Инга вышла на улицу и направилась к своей машине. Она любила ездить на автомобиле, чувствовать скорость и энергию. Водительские права на машину она получила десять лет назад и с тех пор стала заядлой автомобилисткой.

Ресторан «Фаду» действительно находился недалеко от ее дома. Кажется, Инга как-то раз была там с одним из поклонников. Когда она подъехала по адресу, оказалось, что перепутала: это был другой ресторан, в другом переулке. Но очень похожий.

Инга припарковала машину и двинулась к входу. Навстречу ей выступил охранник, гигант под два метра, одетый в блестящий костюм, с фуражкой на голове.

– Вы к кому? Все столики заказаны.

– Меня ждут.

– Фамилия?

– Инга Мартинсоне.

Охранник узнал ее.

– Да. Все правильно. Проходите.

Инга потянула дверь на себя и оказалась в уютном фойе, отделанном красным деревом.
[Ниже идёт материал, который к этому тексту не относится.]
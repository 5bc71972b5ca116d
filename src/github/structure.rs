use crate::app_error::AppError;
use crate::github::ContentFetcher;
use crate::tree::{EntryKind, FileEntry};
use std::future::Future;
use std::pin::Pin;

// Hard caps on the sequential expansion. Total requests per repository view
// stay a small constant, independent of repository size.
const MAX_EXPANDED_TOP_DIRS: usize = 2;
const MAX_EXPANDED_SUBDIRS: usize = 2;
const MAX_DEPTH: usize = 3;

// Top-level directories worth expanding, in priority order.
const IMPORTANT_DIRS: &[&str] = &["src", "app", "lib", "pages", "components", "server", "packages"];

/// Acquires a bounded snapshot of the repository's file structure: the root
/// listing plus a depth-first expansion of up to two important top-level
/// directories, two subdirectories each, to a fixed depth.
///
/// The result is one flat, authoritative entry set. Expansions append child
/// entries; the hierarchy is always rebuilt from the full set, never patched.
pub async fn fetch_structure(
    fetcher: &dyn ContentFetcher,
    owner: &str,
    repo: &str,
) -> Result<Vec<FileEntry>, AppError> {
    let root = match fetcher.fetch_listing(owner, repo, None).await? {
        Some(entries) => entries,
        None => return Ok(Vec::new()),
    };

    let mut entries = root.clone();

    let important: Vec<FileEntry> = IMPORTANT_DIRS
        .iter()
        .filter_map(|name| {
            root.iter()
                .find(|e| e.kind == EntryKind::Dir && e.name == *name)
                .cloned()
        })
        .take(MAX_EXPANDED_TOP_DIRS)
        .collect();

    for dir in important {
        expand_dir(fetcher, owner, repo, &dir.path, 1, &mut entries).await?;
    }

    Ok(entries)
}

// Boxed return type because the expansion recurses; depth is capped above.
fn expand_dir<'a>(
    fetcher: &'a dyn ContentFetcher,
    owner: &'a str,
    repo: &'a str,
    path: &'a str,
    depth: usize,
    entries: &'a mut Vec<FileEntry>,
) -> Pin<Box<dyn Future<Output = Result<(), AppError>> + Send + 'a>> {
    Box::pin(async move {
        let listing = match fetcher.fetch_listing(owner, repo, Some(path)).await? {
            Some(listing) => listing,
            None => return Ok(()),
        };

        let subdirs: Vec<String> = listing
            .iter()
            .filter(|e| e.kind == EntryKind::Dir)
            .take(MAX_EXPANDED_SUBDIRS)
            .map(|e| e.path.clone())
            .collect();

        for entry in listing {
            if !entries.iter().any(|e| e.path == entry.path) {
                entries.push(entry);
            }
        }

        if depth < MAX_DEPTH {
            for subdir in subdirs {
                expand_dir(fetcher, owner, repo, &subdir, depth + 1, entries).await?;
            }
        }

        Ok(())
    })
}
На стенах висели бланки меню в золотых рамках. Она сдала полушубок в гардероб, и в тот момент зазвонил мобильный.

– Алло!

– Инга, ты где?

Она узнала голос брата.

– Уже внутри.

– Мы в зале. Второй столик у окна.

Инга бросила на себя мимолетный взгляд в зеркало. И направилась в зал.


Брат сидел за столиком вместе с мужчиной, который был Инге незнаком. Высокий, черноволосый. На подбородке – легкая щетина, которая, впрочем, придавала ему шарм. Внимательные светлые глаза. При виде Инги он встал.

– Здравствуйте!

– Добрый вечер, – чуть склонила голову балерина.

Андрей поднялся со стула и весело обратился к сестре.

– Познакомься. Это мой давний знакомый Валдис Бракшните.

Инга протянула руку, и мужчина поцеловал ее.

– У Валдиса к тебе есть одно дело, – добавил брат.

Инга молчала.

Андрей посмотрел на часы.

– К сожалению, я должен вас покинуть. Обговорите все без меня. Пока…

И, поцеловав Ингу в щеку, помахав ей рукой, Андрей стремительно умчался. Он всегда был таким: динамичным, стремительным. Инга по сравнению с ним чувствовала себя Снежной королевой. Медлительной и величавой.

– Давайте присядем, – предложил Валдис.

Инга села за столик.

– Что будем заказывать?

Инга взяла меню.

Она чувствовала неловкость. Зачем Андрей вызвал ее? Мог бы и объяснить, в чем дело. А то она сидит с незнакомым человеком и не знает, что говорить.

– Кофе-«эспрессо», – обронила Инга, пролистав меню.

– И все?

– Все, – сухо сказала она.

Инга поняла замысел Андрея. Время от времени брат пытался познакомить ее с разными своими приятелями и знакомыми, надеясь, что сестра найдет себе спутника жизни.

Недостатка в поклонниках у Инги не было, но она не позволяла себе зайти слишком далеко. Андрей же неоднократно говорил, что ей нужно начать новую жизнь. Найти подходящего мужчину.

– А я себе закажу по полной программе. Только что прилетел из Сингапура. Голодный и усталый, – улыбнулся Валдис.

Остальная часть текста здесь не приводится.